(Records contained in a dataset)

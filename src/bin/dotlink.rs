// SPDX-FileCopyrightText: 2025 Jason Pena <jasonpena@awkless.com>
// SPDX-License-Identifier: MIT

use dotlink::{
    config::Settings,
    context::Context,
    fs::{Filesystem, RealFs},
    manager::{Manager, RootManager, SymlinkManager},
    path::{absolutize, default_config_root, home_dir},
    report::TracingReporter,
    store::TomlStore,
};

use anyhow::Result;
use clap::{Parser, Subcommand};
use std::{env, path::PathBuf, process::exit, sync::Arc};
use tracing::{debug, error};
use tracing_subscriber::{fmt, prelude::*, EnvFilter};

#[derive(Debug, Clone, Parser)]
#[command(
    about,
    override_usage = "dotlink [options] <command>",
    subcommand_help_heading = "Commands",
    version
)]
struct Cli {
    /// Directory housing settings and record files.
    #[arg(long, global = true, value_name = "path")]
    pub config_root: Option<PathBuf>,

    /// Canonical location of dotfiles.
    #[arg(long, global = true, value_name = "path")]
    pub dotfiles: Option<PathBuf>,

    #[command(subcommand)]
    pub command: Command,
}

impl Cli {
    fn run(self) -> Result<()> {
        let env = Environment::load(self.config_root, self.dotfiles)?;
        match self.command {
            Command::Add(opts) => run_add(env, opts),
            Command::Remove(opts) => run_remove(env, opts),
            Command::Dump(opts) => run_dump(env, opts),
            Command::Ensure => run_ensure(env),
        }
    }
}

#[derive(Debug, Clone, Subcommand)]
enum Command {
    /// Symlink target into place and track it.
    #[command(override_usage = "dotlink add [options] <target> [<link>]")]
    Add(AddOptions),

    /// Remove tracked symlink, leaving its target alone.
    #[command(override_usage = "dotlink remove [options] <link>")]
    Remove(RemoveOptions),

    /// Survey existing symlinks.
    #[command(override_usage = "dotlink dump [options]")]
    Dump(DumpOptions),

    /// Converge every tracked symlink.
    #[command(override_usage = "dotlink ensure [options]")]
    Ensure,
}

#[derive(Parser, Clone, Debug)]
#[command(author, about, long_about)]
struct AddOptions {
    /// Real file to link to. Pass an empty string to derive it from link.
    #[arg(required = true, value_name = "target")]
    pub target: String,

    /// Where symlink should live. Derived from target when omitted.
    #[arg(value_name = "link")]
    pub link: Option<String>,
}

#[derive(Parser, Clone, Debug)]
#[command(author, about, long_about)]
struct RemoveOptions {
    /// Tracked symlink to remove.
    #[arg(required = true, value_name = "link")]
    pub link: String,
}

#[derive(Parser, Clone, Debug)]
#[command(author, about, long_about)]
struct DumpOptions {
    /// Directory to search for symlinks, repeatable.
    #[arg(short, long = "directory", value_name = "path")]
    pub directories: Vec<String>,

    /// Number of directory levels to search.
    #[arg(long, value_name = "depth")]
    pub depth: Option<usize>,

    /// Save survey as record file instead of printing it.
    #[arg(short, long)]
    pub save: bool,
}

/// Everything a command needs, assembled once.
struct Environment {
    fs: Arc<dyn Filesystem>,
    context: Context,
    settings: Settings,
}

impl Environment {
    fn load(config_root: Option<PathBuf>, dotfiles: Option<PathBuf>) -> Result<Self> {
        let fs: Arc<dyn Filesystem> = Arc::new(RealFs::new());
        let working_dir = env::current_dir()?;
        let home = home_dir()?;
        let config_root = match config_root {
            Some(path) => absolutize(&working_dir, path),
            None => default_config_root()?,
        };

        let settings_file = config_root.join("config.toml");
        let settings = match fs.read_to_string(&settings_file) {
            Ok(data) => data.parse::<Settings>()?,
            Err(err) if err.is_not_found() => {
                debug!("no settings at {:?}, use defaults", settings_file.display());
                Settings::default().expanded()?
            }
            Err(err) => return Err(err.into()),
        };

        let dotfiles = absolutize(&working_dir, dotfiles.unwrap_or(settings.dotfiles.clone()));
        let context = Context::new(home, dotfiles, config_root, working_dir);
        debug!("{context:?}");

        Ok(Self {
            fs,
            context,
            settings,
        })
    }

    fn symlink_manager(&self) -> SymlinkManager {
        SymlinkManager::with_fs(
            self.fs.clone(),
            self.context.clone(),
            Arc::new(TracingReporter),
        )
        .with_dump_settings(self.settings.dump.clone())
    }

    fn root_manager(&self) -> RootManager {
        RootManager::new(
            self.context.clone(),
            TomlStore::new(self.fs.clone()),
            Arc::new(TracingReporter),
        )
        .with_manager(self.symlink_manager())
    }
}

fn main() {
    let layer = fmt::layer()
        .compact()
        .with_target(false)
        .with_timer(false)
        .without_time();
    let filter = EnvFilter::try_from_default_env().unwrap_or_else(|_| EnvFilter::new("info"));
    tracing_subscriber::registry()
        .with(layer)
        .with(filter)
        .init();

    if let Err(error) = run() {
        error!("{error:?}");
        exit(1);
    }

    exit(0)
}

fn run() -> Result<()> {
    Cli::parse().run()
}

fn run_add(env: Environment, opts: AddOptions) -> Result<()> {
    let link = opts.link.unwrap_or_default();
    let record = env.symlink_manager().add(&opts.target, &link)?;
    println!("{record}");

    Ok(())
}

fn run_remove(env: Environment, opts: RemoveOptions) -> Result<()> {
    env.symlink_manager().remove(&opts.link)?;

    Ok(())
}

fn run_dump(mut env: Environment, opts: DumpOptions) -> Result<()> {
    if !opts.directories.is_empty() {
        env.settings.dump.directories = opts.directories;
    }

    if let Some(depth) = opts.depth {
        env.settings.dump.depth = depth;
    }

    if opts.save {
        env.root_manager().dump()?;
    } else {
        print!("{}", Manager::dump(&env.symlink_manager())?);
    }

    Ok(())
}

fn run_ensure(env: Environment) -> Result<()> {
    env.root_manager().ensure()?;

    Ok(())
}
//! Timestamp parsing and the dual-calendar date strings shown on pages.
//!
//! Items store their timestamps as RFC 3339 strings (second precision), which
//! is also the JSON Feed format. Pages display dates as
//! `<Tranquility date><br />[Gregorian: <Gregorian date>]`.

use crate::tranquility::TranquilDate;
use chrono::{DateTime, FixedOffset, Local, SecondsFormat};
use std::time::SystemTime;

/// Gregorian long form, e.g. `Saturday, 10 June, 2017 CE`.
const GREGORIAN_LONG: &str = "%A, %-d %B, %Y CE";

pub fn parse_rfc3339(s: &str) -> Result<DateTime<FixedOffset>, chrono::ParseError> {
    DateTime::parse_from_rfc3339(s)
}

pub fn format_rfc3339(ts: &DateTime<FixedOffset>) -> String {
    ts.to_rfc3339_opts(SecondsFormat::Secs, true)
}

/// The current instant in the local timezone.
pub fn now() -> DateTime<FixedOffset> {
    Local::now().fixed_offset()
}

/// A filesystem timestamp expressed in the local timezone.
pub fn from_system_time(time: SystemTime) -> DateTime<FixedOffset> {
    DateTime::<Local>::from(time).fixed_offset()
}

/// Tranquility long date with the era abbreviated, e.g. `Sunday, 17 Lavoisier, 48 AT`.
pub fn tranquil_date(ts: &DateTime<FixedOffset>) -> String {
    TranquilDate::from_date(ts.date_naive())
        .long_date()
        .replacen("After Tranquility", "AT", 1)
}

/// Both calendars for one instant, in the timezone the instant carries.
pub fn dual_date(ts: &DateTime<FixedOffset>) -> String {
    format!(
        "{}<br />[Gregorian: {}]",
        tranquil_date(ts),
        ts.format(GREGORIAN_LONG)
    )
}

pub fn today_string(now: &DateTime<FixedOffset>) -> String {
    format!("Today is {}", dual_date(now))
}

## [TASK DESCRIPTION]
A line qualifies when it holds the word "instant"; report all qualifying lines from the records above.

## [RESULT OF THIS EXERCISE]
/// The current instant in the local timezone.
/// Both calendars for one instant, in the timezone the instant carries.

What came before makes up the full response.